### Task data

//! Database connection pool and migration management.
//!
//! This module provides utilities for:
//! - Creating and managing a PostgreSQL connection pool
//! - Running database migrations automatically

use sqlx::{Pool, Postgres};

/// Type alias for PostgreSQL connection pool.
///
/// Instead of writing `Pool<Postgres>` everywhere, we can use `DbPool`.
pub type DbPool = Pool<Postgres>;

/// Create a new PostgreSQL connection pool.
///
/// A connection pool maintains multiple database connections that can be
/// reused across HTTP requests which is much more efficient than opening a
/// new connection for each request.
///
/// # Errors
///
/// Returns an error if:
/// - Database connection string is invalid
/// - Cannot connect to PostgreSQL server
/// - Database authentication fails
pub async fn create_pool(database_url: &str) -> Result<DbPool, sqlx::Error> {
    sqlx::postgres::PgPoolOptions::new()
        // Limit concurrent connections
        .max_connections(5)
        .connect(database_url)
        .await
}

/// Run database migrations from the `migrations/` directory.
///
/// Executes all SQL migration files in order. Migrations are tracked in a
/// special `_sqlx_migrations` table, so each migration runs only once.
///
/// Migration files must be named `<timestamp>_<name>.sql`
/// (e.g., `20250601000001_create_users.sql`).
pub async fn run_migrations(pool: &DbPool) -> Result<(), sqlx::migrate::MigrateError> {
    // The macro reads migrations at compile time from ./migrations directory
    sqlx::migrate!("./migrations").run(pool).await
}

### Your instructions
In the records above, find each line that mentions the string "DbPool", then copy it.

### Problem solution
/// Instead of writing `Pool<Postgres>` everywhere, we can use `DbPool`.
pub type DbPool = Pool<Postgres>;
pub async fn create_pool(database_url: &str) -> Result<DbPool, sqlx::Error> {
pub async fn run_migrations(pool: &DbPool) -> Result<(), sqlx::migrate::MigrateError> {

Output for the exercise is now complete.